Swiss police have raided the offices of Uefa in connection with the sale of Champions League contracts, which were exposed in the leak of the Mossak Fonseca documents. New Fifa president Gianni Infantino was named in the Panama Papers over his part in deals, which took place when he was director of legal services at Uefa.
Swiss authorities were responding to claims in the leaked documents that Infantino was involved in negotiations with Hugo and Mariano Jinkis, a father-son team of businessmen who have also been indicted in the bribery allegations scandal that has rocked Fifa.
The Panama Papers, which showed how high-profile names – including world leaders – were able to hide billions in offshore accounts, said that the contracts in question, from 2003 to 2006, relate to Uefa selling TV rights to a company called Cross Trading, which is a subsidiary of another company, Full Play, owned by Hugo Jankis. Cross Trading then sold the rights on to broadcaster Teleamazonas for triple the amount they paid for, estimated to be around $311,170 (£220,000). The 2006 contract was signed off by Infantino when he was a Uefa director, but he denies any wrongdoing.
Uefa have confirmed they will be co-operating with police during their investigation. A spokesperson said: "Uefa can confirm that we received a visit form the office of the Swiss Federal Police acting under a warrant and requesting sight of the contracts between Uefa and Cross Trading/Teleamazonas. Naturally, Uefa is providing the Federal Police with all relevant documents in our possession and will co-operate fully."
After it was revealed Infantino was named in the Panama Papers, Uefa said: "There is no suggestion whatsoever of any Uefa official or marketing partner taking any form of bribe or kickback, whether in relation to this tiny deal, or any other commercial transaction.

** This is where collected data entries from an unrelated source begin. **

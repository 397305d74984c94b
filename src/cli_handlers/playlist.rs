use crate::application::config::AppConfig;
use crate::cli_handlers::{CliCommand, open_silent_controller};
use crate::core::models::SourceKind;
use crate::modules::library::playlist_io::{
    default_export_name, read_playlist_file, write_playlist_file,
};
use crate::modules::ui::terminal::renderer::TerminalRenderer;
use anyhow::Result;
use chrono::Utc;
use std::path::PathBuf;

// ── Import ────────────────────────────────────────────────────────────────────
pub struct ImportCommand {
    pub file: PathBuf,
    pub config: AppConfig,
}

impl CliCommand for ImportCommand {
    fn execute(self: Box<Self>) -> Result<()> {
        let ui = TerminalRenderer::new();
        let inputs = read_playlist_file(&self.file)?;

        if inputs.is_empty() {
            ui.print_error("No importable tracks found (each needs a title and a url)");
            return Ok(());
        }

        let mut controller = open_silent_controller(&self.config)?;
        let added = controller.import_tracks(inputs, SourceKind::Imported);

        ui.print_message(&format!(
            "✓ Imported {} tracks from {}",
            added.len(),
            self.file.display()
        ));
        Ok(())
    }
}

// ── Export ────────────────────────────────────────────────────────────────────
pub struct ExportCommand {
    pub file: Option<PathBuf>,
    pub config: AppConfig,
}

impl CliCommand for ExportCommand {
    fn execute(self: Box<Self>) -> Result<()> {
        let controller = open_silent_controller(&self.config)?;
        let ui = TerminalRenderer::new();

        let tracks = controller.catalog().tracks();
        if tracks.is_empty() {
            ui.print_error("Playlist is empty, nothing to export");
            return Ok(());
        }

        let path = self
            .file
            .unwrap_or_else(|| PathBuf::from(default_export_name(Utc::now())));
        write_playlist_file(&path, tracks)?;

        ui.print_message(&format!(
            "✓ Exported {} tracks to {}",
            tracks.len(),
            path.display()
        ));
        Ok(())
    }
}
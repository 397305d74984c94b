pub mod command_handler;

pub use command_handler::{CommandHandler, CommandOutcome};
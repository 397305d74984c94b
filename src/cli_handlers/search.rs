use crate::application::config::AppConfig;
use crate::cli_handlers::{CliCommand, open_silent_controller};
use crate::modules::ui::terminal::renderer::TerminalRenderer;
use crate::utils::APP_NAME;
use anyhow::Result;

pub struct SearchCommand {
    pub query: String,
    pub config: AppConfig,
}

impl CliCommand for SearchCommand {
    fn execute(self: Box<Self>) -> Result<()> {
        let controller = open_silent_controller(&self.config)?;
        let ui = TerminalRenderer::new();

        if controller.catalog().is_empty() {
            ui.print_error(&format!(
                "Playlist is empty. Run '{} add <URL|FILE|DIR>' first.",
                APP_NAME
            ));
            return Ok(());
        }

        let results = controller.catalog().search(&self.query);
        ui.print_search_results(&self.query, &results);

        Ok(())
    }
}
pub mod error;
pub mod events;
pub mod models;
pub mod traits;
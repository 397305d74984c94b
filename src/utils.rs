pub const APP_NAME: &str = "harmony-stream";

pub const SUPPORTED_EXTENSIONS: &[&str] = &["mp3", "flac", "wav", "ogg", "m4a"];

/// Speeds offered by the rate controls, slowest first.
pub const PLAYBACK_RATES: &[f32] = &[0.5, 0.75, 1.0, 1.25, 1.5, 2.0];

/// Step used by the volume up/down keys.
pub const VOLUME_STEP: f32 = 0.05;

/// Convert a volume setting (0.0-1.0) to the amplitude multiplier sent to the output
///
/// Human hearing is logarithmic, so we use x^4 to approximate an exponential curve.
/// This provides a 60dB dynamic range, making volume changes feel more linear to human perception.
pub fn perceptual_amplitude(volume: f32) -> f32 {
    volume.clamp(0.0, 1.0).powi(4)
}

/// User-facing percentage (0-100) to a volume setting (0.0-1.0)
pub fn percent_to_volume(percent: u8) -> f32 {
    f32::from(percent.min(100)) / 100.0
}

/// Volume setting (0.0-1.0) to a user-facing percentage (0-100)
pub fn volume_to_percent(volume: f32) -> u8 {
    (volume.clamp(0.0, 1.0) * 100.0).round() as u8
}

/// Next rate in [`PLAYBACK_RATES`] above (`faster`) or below `current`.
///
/// Stays put at either end of the list.
pub fn step_rate(current: f32, faster: bool) -> f32 {
    if faster {
        PLAYBACK_RATES
            .iter()
            .copied()
            .find(|r| *r > current + f32::EPSILON)
            .unwrap_or(current)
    } else {
        PLAYBACK_RATES
            .iter()
            .rev()
            .copied()
            .find(|r| *r < current - f32::EPSILON)
            .unwrap_or(current)
    }
}
use crate::core::events::UiCommand;
use crate::modules::playback::controller::PlaybackController;
use crate::modules::playback::navigator::Direction;
use crate::utils::{VOLUME_STEP, step_rate, volume_to_percent};
use tracing::debug;

/// What the run loop should do after a command.
#[derive(Debug, Clone, PartialEq)]
pub enum CommandOutcome {
    /// Keep running, optionally flashing a message on the status line.
    Continue(Option<String>),
    Quit,
}

impl CommandOutcome {
    fn message(text: impl Into<String>) -> Self {
        CommandOutcome::Continue(Some(text.into()))
    }

    fn silent() -> Self {
        CommandOutcome::Continue(None)
    }
}

/// Translates interactive [`UiCommand`]s into controller calls.
///
/// Controller errors are turned into status messages; they never stop the loop.
pub struct CommandHandler;

impl CommandHandler {
    pub fn handle(&self, command: UiCommand, controller: &mut PlaybackController) -> CommandOutcome {
        debug!(?command, "ui command");

        match command {
            UiCommand::TogglePlayPause => match controller.toggle_play_pause() {
                Ok(()) => CommandOutcome::silent(),
                Err(e) => CommandOutcome::message(format!("Error: {}", e)),
            },

            UiCommand::NextTrack => Self::navigate(controller, Direction::Next),
            UiCommand::PreviousTrack => Self::navigate(controller, Direction::Previous),

            UiCommand::SeekForward => {
                controller.seek_forward();
                CommandOutcome::silent()
            }
            UiCommand::SeekBackward => {
                controller.seek_backward();
                CommandOutcome::silent()
            }

            UiCommand::VolumeUp | UiCommand::VolumeDown => {
                let step = if command == UiCommand::VolumeUp {
                    VOLUME_STEP
                } else {
                    -VOLUME_STEP
                };
                let volume = controller.session().volume + step;
                controller.set_volume(volume);
                CommandOutcome::message(format!(
                    "Volume: {}%",
                    volume_to_percent(controller.session().volume)
                ))
            }

            UiCommand::ToggleMute => {
                controller.toggle_mute();
                if controller.session().is_muted {
                    CommandOutcome::message("Muted")
                } else {
                    CommandOutcome::message(format!(
                        "Volume: {}%",
                        volume_to_percent(controller.session().volume)
                    ))
                }
            }

            UiCommand::ToggleRepeat => {
                let mode = controller.toggle_repeat_mode();
                CommandOutcome::message(format!("Repeat: {}", mode))
            }

            UiCommand::ToggleShuffle => {
                let enabled = controller.toggle_shuffle();
                CommandOutcome::message(if enabled { "Shuffle on" } else { "Shuffle off" })
            }

            UiCommand::ToggleFavorite => match controller.toggle_current_favorite() {
                Some(true) => CommandOutcome::message("Added to favorites"),
                Some(false) => CommandOutcome::message("Removed from favorites"),
                None => CommandOutcome::message("No track selected"),
            },

            UiCommand::FasterRate | UiCommand::SlowerRate => {
                let faster = command == UiCommand::FasterRate;
                let rate = step_rate(controller.session().playback_rate, faster);
                controller.set_playback_rate(rate);
                CommandOutcome::message(format!("Speed: {}x", rate))
            }

            UiCommand::Quit => CommandOutcome::Quit,
        }
    }

    fn navigate(controller: &mut PlaybackController, direction: Direction) -> CommandOutcome {
        match controller.advance(direction) {
            Ok(true) => CommandOutcome::silent(),
            Ok(false) => CommandOutcome::message(match direction {
                Direction::Next => "End of playlist",
                Direction::Previous => "Start of playlist",
            }),
            Err(e) => CommandOutcome::message(format!("Error: {}", e)),
        }
    }
}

"The TV contract in question was signed by Gianni Infantino since he was one of several Uefa directors empowered to sign contracts at the time. As you will have observed, the contract was also co-signed by another Uefa director. It's standard practice."
Mossack Fonseca director, Ramon Fonseca, has denied any wrongdoing. He said the firm had suffered a hack on its database and described the leak as "an international campaign against privacy", according to Reuters.